Records contained in a dataset
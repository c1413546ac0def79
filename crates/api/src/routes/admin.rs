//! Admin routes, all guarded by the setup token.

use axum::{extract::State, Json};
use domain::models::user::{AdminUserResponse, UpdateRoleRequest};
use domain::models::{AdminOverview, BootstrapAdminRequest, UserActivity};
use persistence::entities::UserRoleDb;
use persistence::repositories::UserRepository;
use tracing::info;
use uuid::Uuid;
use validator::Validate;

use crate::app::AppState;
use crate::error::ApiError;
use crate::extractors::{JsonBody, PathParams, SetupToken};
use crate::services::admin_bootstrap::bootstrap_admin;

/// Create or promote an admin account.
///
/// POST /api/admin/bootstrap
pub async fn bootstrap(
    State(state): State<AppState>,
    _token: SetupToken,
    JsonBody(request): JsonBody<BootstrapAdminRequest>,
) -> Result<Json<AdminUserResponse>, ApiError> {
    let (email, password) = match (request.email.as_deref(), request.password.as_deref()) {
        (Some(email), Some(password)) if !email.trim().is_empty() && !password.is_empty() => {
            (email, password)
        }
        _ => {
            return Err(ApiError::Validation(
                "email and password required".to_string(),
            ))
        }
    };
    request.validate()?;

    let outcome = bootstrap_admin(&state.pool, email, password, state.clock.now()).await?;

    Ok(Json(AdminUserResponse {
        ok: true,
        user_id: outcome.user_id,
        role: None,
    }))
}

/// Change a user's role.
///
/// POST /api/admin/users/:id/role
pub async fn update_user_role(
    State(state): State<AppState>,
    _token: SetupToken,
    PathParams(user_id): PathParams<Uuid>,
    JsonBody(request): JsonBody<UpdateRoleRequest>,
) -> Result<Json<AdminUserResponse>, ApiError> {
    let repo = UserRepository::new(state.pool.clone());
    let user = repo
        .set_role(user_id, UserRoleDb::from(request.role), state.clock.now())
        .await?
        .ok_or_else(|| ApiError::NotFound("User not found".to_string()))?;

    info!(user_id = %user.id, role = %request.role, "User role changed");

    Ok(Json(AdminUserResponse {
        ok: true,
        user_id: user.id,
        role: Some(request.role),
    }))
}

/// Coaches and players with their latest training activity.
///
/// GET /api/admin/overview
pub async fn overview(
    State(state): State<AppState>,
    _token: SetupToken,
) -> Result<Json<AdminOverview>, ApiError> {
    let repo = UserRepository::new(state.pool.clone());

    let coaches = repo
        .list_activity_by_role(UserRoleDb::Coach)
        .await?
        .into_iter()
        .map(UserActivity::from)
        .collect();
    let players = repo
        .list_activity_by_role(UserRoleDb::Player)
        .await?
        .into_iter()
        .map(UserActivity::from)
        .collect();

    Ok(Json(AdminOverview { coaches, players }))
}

# Problem details
Reproduce every record above exactly.

# Output below
repository c1413546ac0def79
filename crates/api/src/routes/admin.rs
//! Admin routes, all guarded by the setup token.

use axum::{extract::State, Json};
use domain::models::user::{AdminUserResponse, UpdateRoleRequest};
use domain::models::{AdminOverview, BootstrapAdminRequest, UserActivity};
use persistence::entities::UserRoleDb;
use persistence::repositories::UserRepository;
use tracing::info;
use uuid::Uuid;
use validator::Validate;

use crate::app::AppState;
use crate::error::ApiError;
use crate::extractors::{JsonBody, PathParams, SetupToken};
use crate::services::admin_bootstrap::bootstrap_admin;

/// Create or promote an admin account.
///
/// POST /api/admin/bootstrap
pub async fn bootstrap(
    State(state): State<AppState>,
    _token: SetupToken,
    JsonBody(request): JsonBody<BootstrapAdminRequest>,
) -> Result<Json<AdminUserResponse>, ApiError> {
    let (email, password) = match (request.email.as_deref(), request.password.as_deref()) {
        (Some(email), Some(password)) if !email.trim().is_empty() && !password.is_empty() => {
            (email, password)
        }
        _ => {
            return Err(ApiError::Validation(
                "email and password required".to_string(),
            ))
        }
    };
    request.validate()?;

    let outcome = bootstrap_admin(&state.pool, email, password, state.clock.now()).await?;

    Ok(Json(AdminUserResponse {
        ok: true,
        user_id: outcome.user_id,
        role: None,
    }))
}

/// Change a user's role.
///
/// POST /api/admin/users/:id/role
pub async fn update_user_role(
    State(state): State<AppState>,
    _token: SetupToken,
    PathParams(user_id): PathParams<Uuid>,
    JsonBody(request): JsonBody<UpdateRoleRequest>,
) -> Result<Json<AdminUserResponse>, ApiError> {
    let repo = UserRepository::new(state.pool.clone());
    let user = repo
        .set_role(user_id, UserRoleDb::from(request.role), state.clock.now())
        .await?
        .ok_or_else(|| ApiError::NotFound("User not found".to_string()))?;

    info!(user_id = %user.id, role = %request.role, "User role changed");

    Ok(Json(AdminUserResponse {
        ok: true,
        user_id: user.id,
        role: Some(request.role),
    }))
}

/// Coaches and players with their latest training activity.
///
/// GET /api/admin/overview
pub async fn overview(
    State(state): State<AppState>,
    _token: SetupToken,
) -> Result<Json<AdminOverview>, ApiError> {
    let repo = UserRepository::new(state.pool.clone());

    let coaches = repo
        .list_activity_by_role(UserRoleDb::Coach)
        .await?
        .into_iter()
        .map(UserActivity::from)
        .collect();
    let players = repo
        .list_activity_by_role(UserRoleDb::Player)
        .await?
        .into_iter()
        .map(UserActivity::from)
        .collect();

    Ok(Json(AdminOverview { coaches, players }))
}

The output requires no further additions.